A segunda dimensão do modelo de governança é a das salvaguardas, destinadas a assegurar que a adoção da IA não comprometa a integridade institucional nem a responsabilidade individual. No caso do Judiciário, o risco mais evidente é o de que a automação se torne uma “zona de amortecimento moral”, diluindo a responsabilidade de magistrados e servidores e tornando opacos os fundamentos de suas decisões. Para evitar isso, a OCDE recomenda três mecanismos principais: a transparência, a rastreabilidade e a imputabilidade [11]. Cada sistema de IA em uso deve possuir uma ficha técnica pública, os chamados model cards, descrevendo sua finalidade, base de dados, parâmetros de treinamento, riscos identificados e a forma de supervisão humana. Trata-se de uma medida simples, mas poderosa: ela concretiza o princípio da publicidade e cria um instrumento de controle social sobre a tecnologia.

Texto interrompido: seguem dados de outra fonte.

//! Money calculation utilities using rust_decimal for precision
//!
//! Monetary values are stored and serialized as `f64`; all arithmetic runs
//! through `Decimal` and is rounded to 2 decimal places on the way back.

use rust_decimal::prelude::*;

use crate::db::models::{OrderItem, OrderItemInput};
use crate::utils::AppError;

/// Rounding strategy for monetary values (2 decimal places, half-up)
const DECIMAL_PLACES: u32 = 2;

/// Tolerance for monetary comparisons (0.01)
pub const MONEY_TOLERANCE: Decimal = Decimal::from_parts(1, 0, 0, false, 2);

/// Maximum allowed price per item (₱100,000,000)
pub const MAX_PRICE: f64 = 100_000_000.0;
/// Maximum allowed quantity per line item
pub const MAX_QUANTITY: i32 = 9999;

/// Validate that a f64 value is finite (not NaN, not Infinity)
#[inline]
fn require_finite(value: f64, field_name: &str) -> Result<(), AppError> {
    if !value.is_finite() {
        return Err(AppError::validation(format!(
            "{} must be a finite number, got {}",
            field_name, value
        )));
    }
    Ok(())
}

/// Validate a checkout line item before resolving it against the catalog.
pub fn validate_line_item(item: &OrderItemInput) -> Result<(), AppError> {
    if item.product.trim().is_empty() {
        return Err(AppError::validation("item product id must not be empty"));
    }
    if item.quantity <= 0 {
        return Err(AppError::validation(format!(
            "quantity must be positive, got {}",
            item.quantity
        )));
    }
    if item.quantity > MAX_QUANTITY {
        return Err(AppError::validation(format!(
            "quantity exceeds maximum allowed ({}), got {}",
            MAX_QUANTITY, item.quantity
        )));
    }
    Ok(())
}

/// Validate a client-declared order total.
pub fn validate_client_total(total: f64) -> Result<(), AppError> {
    require_finite(total, "total_amount")?;
    if total < 0.0 {
        return Err(AppError::validation(format!(
            "total_amount must be non-negative, got {}",
            total
        )));
    }
    Ok(())
}

/// Validate a catalog price.
pub fn validate_price(price: f64) -> Result<(), AppError> {
    require_finite(price, "price")?;
    if price < 0.0 {
        return Err(AppError::validation(format!(
            "price must be non-negative, got {}",
            price
        )));
    }
    if price > MAX_PRICE {
        return Err(AppError::validation(format!(
            "price exceeds maximum allowed ({}), got {}",
            MAX_PRICE, price
        )));
    }
    Ok(())
}

/// Convert f64 to Decimal for calculation
#[inline]
pub fn to_decimal(value: f64) -> Decimal {
    Decimal::from_f64(value).unwrap_or_default()
}

/// Convert Decimal back to f64 for storage, rounded to 2 decimal places
#[inline]
pub fn to_f64(value: Decimal) -> f64 {
    value
        .round_dp_with_strategy(DECIMAL_PLACES, RoundingStrategy::MidpointAwayFromZero)
        .to_f64()
        .unwrap_or_default()
}

/// Line total: unit price × quantity
pub fn line_total(price: f64, quantity: i32) -> Decimal {
    (to_decimal(price) * Decimal::from(quantity))
        .round_dp_with_strategy(DECIMAL_PLACES, RoundingStrategy::MidpointAwayFromZero)
}

/// Order total: Σ line totals over the captured items
pub fn order_total(items: &[OrderItem]) -> Decimal {
    items
        .iter()
        .map(|item| line_total(item.price, item.quantity))
        .sum()
}

/// Compare two monetary values for equality (within 0.01 tolerance)
pub fn money_eq(a: f64, b: f64) -> bool {
    let diff = (to_decimal(a) - to_decimal(b)).abs();
    diff < MONEY_TOLERANCE
}

#[cfg(test)]
mod tests {
    use super::*;
    use crate::db::models::OrderItem;

    fn item(price: f64, quantity: i32) -> OrderItem {
        OrderItem {
            product: "product:test".parse().unwrap(),
            name: "Test".to_string(),
            price,
            quantity,
        }
    }

    #[test]
    fn test_to_decimal_precision() {
        // Classic floating point problem: 0.1 + 0.2 != 0.3
        let sum_f64 = 0.1_f64 + 0.2_f64;
        assert_ne!(sum_f64, 0.3);

        let sum_dec = to_decimal(0.1) + to_decimal(0.2);
        assert_eq!(to_f64(sum_dec), 0.3);
    }

    #[test]
    fn test_accumulation_precision() {
        // Sum 0.01 one thousand times
        let mut total = Decimal::ZERO;
        for _ in 0..1000 {
            total += to_decimal(0.01);
        }
        assert_eq!(to_f64(total), 10.0);
    }

    #[test]
    fn test_order_total_sums_line_totals() {
        let items = vec![item(849_000.50, 2), item(1_250_000.25, 1)];
        // 849000.50 * 2 + 1250000.25 = 2948001.25
        assert_eq!(to_f64(order_total(&items)), 2_948_001.25);
    }

    #[test]
    fn test_money_eq_tolerance() {
        assert!(money_eq(100.0, 100.0));
        assert!(money_eq(100.004, 100.006));
        assert!(!money_eq(100.0, 100.02));
    }

    // ========================================================================
    // Decimal 转换边界测试
    // ========================================================================

    #[test]
    fn test_to_decimal_nan_becomes_zero() {
        // NaN 被 Decimal::from_f64 拒绝，unwrap_or_default 返回 0
        assert_eq!(to_decimal(f64::NAN), Decimal::ZERO);
    }

    #[test]
    fn test_to_decimal_infinity_becomes_zero() {
        assert_eq!(to_decimal(f64::INFINITY), Decimal::ZERO);
        assert_eq!(to_decimal(f64::NEG_INFINITY), Decimal::ZERO);
    }

    // ========================================================================
    // 校验边界测试
    // ========================================================================

    #[test]
    fn test_validate_line_item_bounds() {
        let ok = OrderItemInput {
            product: "product:a".to_string(),
            quantity: 2,
        };
        assert!(validate_line_item(&ok).is_ok());

        let zero = OrderItemInput {
            product: "product:a".to_string(),
            quantity: 0,
        };
        assert!(validate_line_item(&zero).is_err());

        let negative = OrderItemInput {
            product: "product:a".to_string(),
            quantity: -3,
        };
        assert!(validate_line_item(&negative).is_err());

        let oversized = OrderItemInput {
            product: "product:a".to_string(),
            quantity: MAX_QUANTITY + 1,
        };
        assert!(validate_line_item(&oversized).is_err());

        let blank = OrderItemInput {
            product: "  ".to_string(),
            quantity: 1,
        };
        assert!(validate_line_item(&blank).is_err());
    }

    #[test]
    fn test_validate_client_total_rejects_nan_and_negative() {
        assert!(validate_client_total(0.0).is_ok());
        assert!(validate_client_total(2_948_001.25).is_ok());
        assert!(validate_client_total(f64::NAN).is_err());
        assert!(validate_client_total(f64::INFINITY).is_err());
        assert!(validate_client_total(-1.0).is_err());
    }

    #[test]
    fn test_validate_price_bounds() {
        assert!(validate_price(849_000.50).is_ok());
        assert!(validate_price(-0.01).is_err());
        assert!(validate_price(MAX_PRICE + 1.0).is_err());
        assert!(validate_price(f64::NAN).is_err());
    }
}
async fn product_stock(app: &Router, product_id: &str) -> i64 {
    let response = app
        .clone()
        .oneshot(get_request(&format!("/api/products/{}", product_id)))
        .await
        .expect("product call");
    assert_eq!(response.status(), StatusCode::OK);
    body_json(response).await["data"]["stock"]
        .as_i64()
        .expect("stock")
}

/// 4x4 纯色 PNG 样本
fn sample_png() -> Vec<u8> {
    let img = image::RgbImage::from_pixel(4, 4, image::Rgb([200, 120, 40]));
    let mut cursor = Cursor::new(Vec::new());
    img.write_to(&mut cursor, image::ImageFormat::Png)
        .expect("encode sample image");
    cursor.into_inner()
}

fn multipart_body(field_name: &str, bytes: &[u8]) -> Vec<u8> {
    let mut body = Vec::new();
    body.extend_from_slice(format!("--{MULTIPART_BOUNDARY}\r\n").as_bytes());
    body.extend_from_slice(
        format!(
            "Content-Disposition: form-data; name=\"{field_name}\"; filename=\"proof.png\"\r\n"
        )
        .as_bytes(),
    );
    body.extend_from_slice(b"Content-Type: image/png\r\n\r\n");
    body.extend_from_slice(bytes);
    body.extend_from_slice(format!("\r\n--{MULTIPART_BOUNDARY}--\r\n").as_bytes());
    body
}

fn proof_request(order_id: &str, token: &str, body: Vec<u8>) -> Request<Body> {
    Request::builder()
        .method("POST")
        .uri(format!("/api/orders/{}/deliver-proof", order_id))
        .header(header::AUTHORIZATION, format!("Bearer {}", token))
        .header(
            header::CONTENT_TYPE,
            format!("multipart/form-data; boundary={MULTIPART_BOUNDARY}"),
        )
        .body(Body::from(body))
        .expect("request")
}

#[tokio::test]
async fn checkout_decrements_stock_and_reprices_server_side() {
    let t = spawn_app().await;
    let client = seed_user(&t.state, "Client", "client@example.com", UserRole::Client).await;

    let daytona = seed_product(&t.state, "Daytona", 19999.99, 5).await;
    let nautilus = seed_product(&t.state, "Nautilus", 45000.50, 3).await;

    let response = place_order(
        &t.app,
        &client,
        json!([
            { "product": daytona, "quantity": 2 },
            { "product": nautilus, "quantity": 1 }
        ]),
        85000.48,
    )
    .await;
    assert_eq!(response.status(), StatusCode::CREATED);

    let body = body_json(response).await;
    assert_eq!(body["data"]["status"], json!("PENDING"));
    assert_eq!(body["data"]["total_amount"], json!(85000.48));
    assert_eq!(body["data"]["payment_method"], json!("Cash on Delivery"));
    assert_eq!(body["data"]["items"].as_array().expect("items").len(), 2);
    // 行项目是目录价快照
    assert_eq!(body["data"]["items"][0]["price"], json!(19999.99));
    assert_eq!(body["data"]["items"][0]["name"], json!("Daytona"));

    assert_eq!(product_stock(&t.app, &daytona).await, 3);
    assert_eq!(product_stock(&t.app, &nautilus).await, 2);
}

#[tokio::test]
async fn checkout_rejects_mismatched_total_without_touching_stock() {
    let t = spawn_app().await;
    let client = seed_user(&t.state, "Client", "client@example.com", UserRole::Client).await;
    let product = seed_product(&t.state, "Submariner", 12500.00, 4).await;

    let response = place_order(
        &t.app,
        &client,
        json!([{ "product": product, "quantity": 2 }]),
        1.00,
    )
    .await;
    assert_eq!(response.status(), StatusCode::BAD_REQUEST);
    let body = body_json(response).await;
    assert_eq!(body["code"], json!("E0002"));

    assert_eq!(product_stock(&t.app, &product).await, 4);
}

#[tokio::test]
async fn insufficient_stock_rolls_back_the_whole_order() {
    let t = spawn_app().await;
    let client = seed_user(&t.state, "Client", "client@example.com", UserRole::Client).await;

    let plenty = seed_product(&t.state, "Tank", 9800.00, 10).await;
    let scarce = seed_product(&t.state, "Royal Oak", 52000.00, 1).await;

    let response = place_order(
        &t.app,
        &client,
        json!([
            { "product": plenty, "quantity": 1 },
            { "product": scarce, "quantity": 3 }
        ]),
        9800.00 + 156000.00,
    )
    .await;
    assert_eq!(response.status(), StatusCode::UNPROCESSABLE_ENTITY);
    let body = body_json(response).await;
    assert_eq!(body["code"], json!("E0005"));

    // 事务整体回滚：第一件的扣减也不能留下
    assert_eq!(product_stock(&t.app, &plenty).await, 10);
    assert_eq!(product_stock(&t.app, &scarce).await, 1);
}

#[tokio::test]
async fn checkout_requires_authentication() {
    let t = spawn_app().await;
    let product = seed_product(&t.state, "Santos", 7000.00, 2).await;

    let response = t
        .app
        .clone()
        .oneshot(
            Request::builder()
                .method("POST")
                .uri("/api/orders")
                .header(header::CONTENT_TYPE, "application/json")
                .body(Body::from(
                    checkout_payload(json!([{ "product": product, "quantity": 1 }]), 7000.00)
                        .to_string(),
                ))
                .expect("request"),
        )
        .await
        .expect("place order call");
    assert_eq!(response.status(), StatusCode::UNAUTHORIZED);

    assert_eq!(product_stock(&t.app, &product).await, 2);
}

#[tokio::test]
async fn delivery_lifecycle_with_proof_photo() {
    let t = spawn_app().await;
    let client = seed_user(&t.state, "Client", "client@example.com", UserRole::Client).await;
    let rider = seed_user(&t.state, "Rider", "rider@example.com", UserRole::Rider).await;

    let product = seed_product(&t.state, "Calatrava", 31000.00, 2).await;
    let response = place_order(
        &t.app,
        &client,
        json!([{ "product": product, "quantity": 1 }]),
        31000.00,
    )
    .await;
    assert_eq!(response.status(), StatusCode::CREATED);
    let order_id = body_json(response).await["data"]["id"]
        .as_str()
        .expect("order id")
        .to_string();

    // 未出发就交凭证：状态机拒绝
    let response = t
        .app
        .clone()
        .oneshot(proof_request(&order_id, &rider, multipart_body("proof", &sample_png())))
        .await
        .expect("proof call");
    assert_eq!(response.status(), StatusCode::UNPROCESSABLE_ENTITY);

    // 客户无权发起配送
    let response = t
        .app
        .clone()
        .oneshot(authed_request(
            "PATCH",
            &format!("/api/orders/{}/deliver", order_id),
            &client,
        ))
        .await
        .expect("deliver call");
    assert_eq!(response.status(), StatusCode::FORBIDDEN);

    // 骑手出发
    let response = t
        .app
        .clone()
        .oneshot(authed_request(
            "PATCH",
            &format!("/api/orders/{}/deliver", order_id),
            &rider,
        ))
        .await
        .expect("deliver call");
    assert_eq!(response.status(), StatusCode::OK);
    assert_eq!(body_json(response).await["data"]["status"], json!("DELIVERING"));

    // 重复点击幂等
    let response = t
        .app
        .clone()
        .oneshot(authed_request(
            "PATCH",
            &format!("/api/orders/{}/deliver", order_id),
            &rider,
        ))
        .await
        .expect("deliver call");
    assert_eq!(response.status(), StatusCode::OK);
    assert_eq!(body_json(response).await["data"]["status"], json!("DELIVERING"));

    // 交凭证完成配送
    let response = t
        .app
        .clone()
        .oneshot(proof_request(&order_id, &rider, multipart_body("proof", &sample_png())))
        .await
        .expect("proof call");
    assert_eq!(response.status(), StatusCode::OK);
    let body = body_json(response).await;
    assert_eq!(body["data"]["status"], json!("DELIVERED"));

    let proof_path = body["data"]["proof_image"].as_str().expect("proof path");
    assert!(proof_path.starts_with("/uploads/proofs/"));
    assert!(proof_path.ends_with(".jpg"));

    // 凭证重编码为 JPEG 落盘，且能从静态路径取回
    let filename = proof_path.rsplit('/').next().expect("filename");
    let stored = std::fs::read(t.state.config.proofs_dir().join(filename)).expect("stored proof");
    assert_eq!(&stored[..2], &[0xFF, 0xD8]);

    let response = t
        .app
        .clone()
        .oneshot(get_request(proof_path))
        .await
        .expect("static fetch");
    assert_eq!(response.status(), StatusCode::OK);

    // 已送达后一切转换关闭
    let response = t
        .app
        .clone()
        .oneshot(authed_request(
            "PATCH",
            &format!("/api/orders/{}/deliver", order_id),
            &rider,
        ))
        .await
        .expect("deliver call");
    assert_eq!(response.status(), StatusCode::UNPROCESSABLE_ENTITY);

    let response = t
        .app
        .clone()
        .oneshot(proof_request(&order_id, &rider, multipart_body("proof", &sample_png())))
        .await
        .expect("proof call");
    assert_eq!(response.status(), StatusCode::UNPROCESSABLE_ENTITY);
}
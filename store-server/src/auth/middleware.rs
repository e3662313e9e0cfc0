//! 认证中间件
//!
//! 为 JWT 认证和授权提供 Axum 中间件

use axum::{
    extract::{Request, State},
    middleware::Next,
    response::Response,
};
use http::Method;

use crate::auth::{CurrentUser, JwtError, JwtService};
use crate::core::ServerState;
use crate::security_log;
use crate::utils::AppError;

/// 无需令牌的公共 API 路由
///
/// 商品目录和评论列表对外公开（店面首页在登录前展示），
/// 其余公开路由都属于注册/登录流程本身。
fn is_public_api_route(method: &Method, path: &str) -> bool {
    if method == Method::POST {
        return matches!(
            path,
            "/api/auth/register" | "/api/auth/login" | "/api/auth/verify-otp"
        );
    }

    if method == Method::GET {
        return path == "/api/auth/verify-email"
            || path == "/api/health"
            || path.starts_with("/api/products");
    }

    false
}

/// 认证中间件 - 要求用户登录
///
/// 从 `Authorization: Bearer <token>` 头提取并验证 JWT。
/// 验证成功后将 [`CurrentUser`] 注入请求扩展。
///
/// # 跳过认证的路径
///
/// - `OPTIONS *` (CORS 预检)
/// - 非 `/api/` 路径 (静态文件、Socket.IO)
/// - [`is_public_api_route`] 列出的公共路由
///
/// # 错误处理
///
/// | 错误 | HTTP 状态码 |
/// |------|------------|
/// | 无 Authorization 头 | 401 Unauthorized |
/// | 令牌过期 | 401 TokenExpired |
/// | 无效令牌 | 401 InvalidToken |
pub async fn require_auth(
    State(state): State<ServerState>,
    mut req: Request,
    next: Next,
) -> Result<Response, AppError> {
    let path = req.uri().path();

    // 允许 CORS 预检的 OPTIONS 请求 (跳过认证)
    if req.method() == Method::OPTIONS {
        return Ok(next.run(req).await);
    }

    // 非 API 路由跳过认证 (静态文件与 Socket.IO 握手)
    if !path.starts_with("/api/") {
        return Ok(next.run(req).await);
    }

    if is_public_api_route(req.method(), path) {
        return Ok(next.run(req).await);
    }

    let jwt_service = state.get_jwt_service();
    let auth_header = req
        .headers()
        .get(http::header::AUTHORIZATION)
        .and_then(|h| h.to_str().ok());

    let token = match auth_header {
        Some(header) => {
            JwtService::extract_from_header(header).ok_or(AppError::InvalidToken)?
        }
        None => {
            security_log!("WARN", "auth_missing", uri = format!("{:?}", req.uri()));
            return Err(AppError::Unauthorized);
        }
    };

    // 验证令牌
    match jwt_service.validate_token(token) {
        Ok(claims) => {
            let user = CurrentUser::try_from(claims).map_err(|e| {
                security_log!("WARN", "auth_malformed_claims", error = e);
                AppError::InvalidToken
            })?;
            req.extensions_mut().insert(user);
            Ok(next.run(req).await)
        }
        Err(e) => {
            security_log!(
                "WARN",
                "auth_failed",
                error = format!("{}", e),
                uri = format!("{:?}", req.uri())
            );

            match e {
                JwtError::ExpiredToken => Err(AppError::TokenExpired),
                _ => Err(AppError::InvalidToken),
            }
        }
    }
}

/// 管理员中间件 - 要求管理员角色
///
/// 检查请求扩展中的 [`CurrentUser`]，必须先经过 [`require_auth`]。
///
/// # 错误
///
/// 非管理员返回 403 Forbidden
pub async fn require_admin(req: Request, next: Next) -> Result<Response, AppError> {
    let user = req
        .extensions()
        .get::<CurrentUser>()
        .ok_or(AppError::Unauthorized)?;

    if !user.is_admin() {
        security_log!(
            "WARN",
            "admin_required",
            user_id = user.id.clone(),
            user_role = user.role.to_string()
        );
        return Err(AppError::Forbidden("Admin access required".to_string()));
    }

    Ok(next.run(req).await)
}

Além da transparência, é fundamental garantir a rastreabilidade, isto é, a possibilidade de reconstruir o caminho percorrido por um algoritmo na produção de determinado resultado. Essa documentação técnica, realizada por meio de logs e trilhas de auditoria, é essencial não apenas para fins de controle interno, mas também para a defesa de direitos fundamentais, pois assegura que qualquer cidadão possa questionar e compreender decisões automatizadas que o afetem. Finalmente, deve-se preservar a imputabilidade, mantendo clara a linha de responsabilidade humana: toda decisão judicial mediada por IA deve ter um responsável identificado e consciente do uso da ferramenta.

Essas salvaguardas se completam com a realização de auditorias independentes e avaliações de impacto algorítmico — algorithmic impact assessments  (AIA) , recomendadas pela OCDE como instrumentos de mensuração e mitigação de riscos. Em particular, sistemas que interfiram direta ou indiretamente no conteúdo de decisões judiciais devem ser classificados como de “alto risco” e submetidos a revisões periódicas externas [12]. Essa prática evita o fenômeno da erosão ética, descrito por Schmitz e Bryson, no qual a responsabilidade ética se dissolve dentro da estrutura burocrática automatizada [13].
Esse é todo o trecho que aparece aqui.